--- The records Enclosed Below ---

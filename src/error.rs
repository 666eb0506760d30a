use thiserror::Error;

#[derive(Error, Debug, Clone, PartialEq)]
pub enum Error {
    #[error("Degenerate input: {0}")]
    DegenerateInput(String),
    #[error("Entropy order q = {0} is singular, q must differ from 1")]
    SingularParameter(f64),
    #[error("Vectors must have the same length, got {0} and {1}")]
    ShapeMismatch(usize, usize),
    #[error("Invalid {0}: {1} (must be finite and non-negative)")]
    DomainViolation(String, f64),
    #[error("Invalid parameter {0}: {1}")]
    InvalidParameter(String, f64),
    #[error("Spectrum must be sorted by m/z")]
    UnsortedSpectrum,
}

--- End of Enclosed The records ---

* Problem details *
From the entries above, show each line that includes the string "must".

* Exercise answer *
    #[error("Entropy order q = {0} is singular, q must differ from 1")]
    #[error("Vectors must have the same length, got {0} and {1}")]
    #[error("Invalid {0}: {1} (must be finite and non-negative)")]
    #[error("Spectrum must be sorted by m/z")]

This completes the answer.